“Es lo que Menos hay en los Templos”
Por Erick Ramírez

Carlos Alberto Alvarado Quezada, vocero de la Diócesis de Aguascalientes (Foto: Eddylberto Luévano Santillán)
Los robos de diferente índole continúan siendo el talón de Aquiles para las autoridades, ya que día a día dicho delito ha ido en aumento, a pesar de sus constantes esfuerzos para erradicar la inseguridad que viven los ciudadanos.
En la rueda de prensa tradicional de cada lunes, Carlos Alberto Alvarado Quezada, vocero de la Diócesis de Aguascalientes, comentó que hasta el momento no ha existido reporte de algún sacerdote que haya sufrido algún robo en los templos que les corresponden.
A su vez señaló que cada sacerdote tiene sus maneras de estar custodiando cada templo que le es asignado.
–¿Padre, pero sí denuncia a la hora de sufrir ese delito o depende de las cantidades? –se le preguntó.
“Pues es que no es la cantidad, hemos insistido, la Iglesia no tiene dinero, ¿qué quieren robar? Ustedes lo vieron, el robo que hubo en la Barranca, son chavos que ni siquiera saben lo que están haciendo, creyeron que llevaban cargando la caja fuerte y, no, llevaban un santo; y una vez que se dieron cuenta de eso, por ahí lo tiraron”.
El prelado dijo que sí se ha estado colocando la seguridad necesaria en los templos para evitar que sean víctimas de la inseguridad.
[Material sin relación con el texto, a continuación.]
//! Command and menu dispatcher.

use std::sync::Arc;
use std::time::Duration;

use chrono::{FixedOffset, NaiveDate, Offset, Utc};
use thiserror::Error;
use tracing::{debug, error, info, warn};

use super::types::{ApodRequest, BotCommand, MenuAction};
use crate::api::{RemoteFetchError, SpaceFeeds, newest_photos};
use crate::astro::{is_valid_apod_date, moon_phase, random_apod_date, random_fact};
use crate::format;
use crate::scheduler::DailyTime;
use crate::subscribers::SubscriberRegistry;
use crate::telegram::{CallbackQuery, ChatId, Messenger, Outgoing, RateLimiter, TransportError, Update};
use crate::translate::{Translator, translate_or_original};

/// Number of rover photos sent per request.
pub const ROVER_PHOTO_LIMIT: usize = 3;

/// Default spacing between consecutive photo sends.
pub const PHOTO_INTERVAL: Duration = Duration::from_millis(500);

/// Why a handler could not complete.
#[derive(Debug, Error)]
pub enum ActionError {
    #[error(transparent)]
    Fetch(#[from] RemoteFetchError),

    #[error(transparent)]
    Transport(#[from] TransportError),
}

/// Routes commands and button presses to their handlers.
pub struct CommandHandler {
    messenger: Arc<dyn Messenger>,
    feeds: Arc<dyn SpaceFeeds>,
    subscribers: Arc<SubscriberRegistry>,
    translator: Option<Arc<dyn Translator>>,

    /// Own username, for `/cmd@username` matching. `None` if unknown.
    bot_username: Option<String>,

    photo_pacer: RateLimiter,
    display_offset: FixedOffset,
    broadcast_time: DailyTime,
}

impl CommandHandler {
    /// Creates a new handler with default pacing, UTC+8 display offset and a
    /// 12:00 UTC broadcast.
    #[must_use]
    pub fn new(
        messenger: Arc<dyn Messenger>,
        feeds: Arc<dyn SpaceFeeds>,
        subscribers: Arc<SubscriberRegistry>,
    ) -> Self {
        Self {
            messenger,
            feeds,
            subscribers,
            translator: None,
            bot_username: None,
            photo_pacer: RateLimiter::new(PHOTO_INTERVAL),
            display_offset: FixedOffset::east_opt(8 * 3600).unwrap_or(Utc.fix()),
            broadcast_time: DailyTime::default(),
        }
    }

    #[must_use]
    pub fn with_translator(mut self, translator: Arc<dyn Translator>) -> Self {
        self.translator = Some(translator);
        self
    }

    #[must_use]
    pub fn with_bot_username(mut self, username: Option<String>) -> Self {
        self.bot_username = username;
        self
    }

    #[must_use]
    pub fn with_photo_interval(mut self, interval: Duration) -> Self {
        self.photo_pacer = RateLimiter::new(interval);
        self
    }

    #[must_use]
    pub const fn with_display_offset(mut self, offset: FixedOffset) -> Self {
        self.display_offset = offset;
        self
    }

    #[must_use]
    pub const fn with_broadcast_time(mut self, time: DailyTime) -> Self {
        self.broadcast_time = time;
        self
    }

    #[must_use]
    pub fn subscribers(&self) -> &Arc<SubscriberRegistry> {
        &self.subscribers
    }

    /// Processes one incoming update to completion.
    pub async fn handle_update(&self, update: Update) {
        debug!("Processing update {}", update.update_id);

        if let Some(query) = update.callback_query {
            self.handle_callback(query).await;
        } else if let Some(message) = update.message
            && let Some(text) = message.text.as_deref()
        {
            self.try_handle(message.chat.id, text).await;
        }
    }

    /// Tries to parse and execute a command from a message.
    ///
    /// Returns `false` if the message is not a command for this bot.
    pub async fn try_handle(&self, chat_id: ChatId, message_text: &str) -> bool {
        let Some(command) = BotCommand::parse(message_text, self.bot_username.as_deref()) else {
            return false;
        };

        debug!("Handling command {} from chat {}", command, chat_id);
        let label = command.to_string();
        let result = self.execute(chat_id, command).await;
        self.settle(chat_id, &label, MenuAction::ApodDaily.apology(), result)
            .await;
        self.send_menu(chat_id).await;
        true
    }

    /// Executes a parsed command.
    async fn execute(&self, chat_id: ChatId, command: BotCommand) -> Result<(), ActionError> {
        match command {
            BotCommand::Start => self.send(chat_id, format::welcome()).await,
            BotCommand::Subscribe => {
                let outcome = self.subscribers.subscribe(chat_id).await;
                let reply = format::subscribe_reply(outcome, &self.broadcast_time.to_string());
                self.send(chat_id, reply).await
            }
            BotCommand::Unsubscribe => {
                let outcome = self.subscribers.unsubscribe(chat_id).await;
                self.send(chat_id, format::unsubscribe_reply(outcome)).await
            }
            BotCommand::Apod(request) => self.handle_apod(chat_id, request).await,
            BotCommand::Help => self.send(chat_id, format::help_message()).await,
        }
    }

    async fn handle_apod(&self, chat_id: ChatId, request: ApodRequest) -> Result<(), ActionError> {
        let today = Utc::now().date_naive();
        match request {
            ApodRequest::Today => self.send_apod(chat_id, None).await,
            ApodRequest::On(date) if is_valid_apod_date(date, today) => {
                self.send_apod(chat_id, Some(date)).await
            }
            ApodRequest::On(_) | ApodRequest::Invalid(_) => {
                self.send(chat_id, format::apod_usage(today)).await
            }
        }
    }

    /// Handles an inline button press. Unknown callback data is ignored; the
    /// menu is shown either way.
    pub async fn handle_callback(&self, query: CallbackQuery) {
        if let Err(e) = self.messenger.acknowledge(&query.id).await {
            warn!("Failed to answer callback query {}: {}", query.id, e);
        }

        let Some(chat_id) = query.message.as_ref().map(|m| m.chat.id) else {
            debug!("Callback query {} carries no message, ignoring", query.id);
            return;
        };

        match query.data.as_deref().and_then(MenuAction::from_callback_data) {
            Some(action) => self.run_action(chat_id, action).await,
            None => debug!(
                "Ignoring unknown callback data {:?} from chat {}",
                query.data, chat_id
            ),
        }

        self.send_menu(chat_id).await;
    }

    /// Runs one menu action, converting failures into an apology.
    pub async fn run_action(&self, chat_id: ChatId, action: MenuAction) {
        debug!("Running {} for chat {}", action, chat_id);
        let today = Utc::now().date_naive();

        let result = match action {
            MenuAction::ApodDaily => self.send_apod(chat_id, None).await,
            MenuAction::ApodRandom => {
                let date = random_apod_date(today, &mut rand::thread_rng());
                self.send_apod(chat_id, Some(date)).await
            }
            MenuAction::NeoInfo => self.send_neo(chat_id, today).await,
            MenuAction::MarsRoverPhotos => self.send_rover_photos(chat_id).await,
            MenuAction::EpicEarthImage => self.send_epic(chat_id).await,
            MenuAction::IssLocation => self.send_iss(chat_id).await,
            MenuAction::AstronomyFact => {
                let fact = random_fact(&mut rand::thread_rng());
                self.send(chat_id, format::fact_message(fact)).await
            }
            MenuAction::MoonPhaseInfo => {
                self.send(chat_id, format::moon_message(moon_phase(today), today))
                    .await
            }
            MenuAction::SolarFlareReport => self.send_flares(chat_id, today).await,
            MenuAction::GeomagneticStormReport => self.send_storms(chat_id, today).await,
        };

        self.settle(chat_id, action.callback_data(), action.apology(), result)
            .await;
    }

    /// Sends today's APOD to one subscriber. Used by the daily broadcast.
    ///
    /// A fetch failure still sends the recipient the apology.
    ///
    /// # Errors
    ///
    /// Returns the fetch or transport failure so the caller can count it.
    pub async fn deliver_daily_apod(&self, chat_id: ChatId) -> Result<(), ActionError> {
        let result = self.send_apod(chat_id, None).await;
        if let Err(ActionError::Fetch(_)) = &result {
            let apology = Outgoing::text(MenuAction::ApodDaily.apology());
            self.messenger.deliver(chat_id, &apology).await?;
        }
        result
    }

    async fn send_apod(&self, chat_id: ChatId, date: Option<NaiveDate>) -> Result<(), ActionError> {
        let apod = self.feeds.apod(date).await?;
        let explanation =
            translate_or_original(self.translator.as_deref(), &apod.explanation).await;
        self.send(chat_id, format::apod_message(&apod, &explanation, date))
            .await
    }

    async fn send_neo(&self, chat_id: ChatId, today: NaiveDate) -> Result<(), ActionError> {
        let objects = self.feeds.near_earth_objects(today).await?;
        self.send(chat_id, format::neo_message(&objects)).await
    }

    async fn send_rover_photos(&self, chat_id: ChatId) -> Result<(), ActionError> {
        let photos = newest_photos(self.feeds.mars_photos().await?, ROVER_PHOTO_LIMIT);
        if photos.is_empty() {
            return self.send(chat_id, format::no_rover_photos()).await;
        }

        for photo in &photos {
            self.photo_pacer.wait_and_acquire().await;
            self.send(chat_id, format::rover_photo_message(photo)).await?;
        }
        Ok(())
    }

    async fn send_epic(&self, chat_id: ChatId) -> Result<(), ActionError> {
        let message = match self.feeds.epic_latest().await? {
            Some(image) => format::epic_message(&image),
            None => format::no_epic_image(),
        };
        self.send(chat_id, message).await
    }

    async fn send_iss(&self, chat_id: ChatId) -> Result<(), ActionError> {
        let position = self.feeds.iss_position().await?;
        self.send(chat_id, format::iss_message(&position)).await
    }

    async fn send_flares(&self, chat_id: ChatId, today: NaiveDate) -> Result<(), ActionError> {
        self.send(chat_id, format::fetching_notice("solar flare"))
            .await?;
        let flares = self.feeds.solar_flares(today).await?;
        self.send(chat_id, format::flare_report(&flares)).await?;
        info!("Sent solar flare report ({} events) to chat {}", flares.len(), chat_id);
        Ok(())
    }

    async fn send_storms(&self, chat_id: ChatId, today: NaiveDate) -> Result<(), ActionError> {
        self.send(chat_id, format::fetching_notice("geomagnetic storm"))
            .await?;
        let summary = self.feeds.storm_summary(today).await?;
        self.send(
            chat_id,
            format::storm_report(summary.as_ref(), self.display_offset),
        )
        .await
    }

    async fn send(&self, chat_id: ChatId, message: Outgoing) -> Result<(), ActionError> {
        self.messenger.deliver(chat_id, &message).await?;
        Ok(())
    }

    async fn send_menu(&self, chat_id: ChatId) {
        if let Err(e) = self.messenger.deliver(chat_id, &format::main_menu()).await {
            error!("Failed to send main menu to chat {}: {}", chat_id, e);
        }
    }

    /// Logs a failed handler and, for fetch failures, sends one apology.
    async fn settle(
        &self,
        chat_id: ChatId,
        label: &str,
        apology: &str,
        result: Result<(), ActionError>,
    ) {
        match result {
            Ok(()) => {}
            Err(ActionError::Fetch(e)) => {
                error!("{} for chat {} failed: {}", label, chat_id, e);
                if let Err(e) = self.messenger.deliver(chat_id, &Outgoing::text(apology)).await {
                    error!("Failed to send apology to chat {}: {}", chat_id, e);
                }
            }
            Err(ActionError::Transport(e)) => {
                error!("Sending {} to chat {} failed: {}", label, chat_id, e);
            }
        }
    }
}

impl std::fmt::Debug for CommandHandler {
    fn fmt(&self, f: &mut std::fmt::Formatter<'_>) -> std::fmt::Result {
        f.debug_struct("CommandHandler")
            .field("bot_username", &self.bot_username)
            .field("translation", &self.translator.is_some())
            .field("display_offset", &self.display_offset)
            .field("broadcast_time", &self.broadcast_time)
            .finish_non_exhaustive()
    }
}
Asimismo comentó que la ciudadanía ha estado respondiendo a ese tipo de eventos peligrosos custodiando cada santuario, tanto en el día como en la noche.
Cabe señalar que en entrevistas anteriores el secretario de Seguridad Pública Municipal de Aguascalientes (SSPM), Antonio Martínez Romo, afirmó que ya había tenido un acercamiento con el comandante de la zona de la Barranca para trabajar de manera conjunta.
Sin embargo no ha sido la única zona donde se han presentado esos delitos, el otro punto en donde se ha registrado robo a templos ha sido el fraccionamiento Morelos, donde se ha detenido a los responsables.
El mismo titular de la SSPM ha atribuido ese tipo de casos a que los templos por lo general se encuentran solos en la noche y no cuentan con vigilancia en su interior, lo que los hace blanco fácil para los amantes de lo ajeno, quienes, consideró, son reincidentes.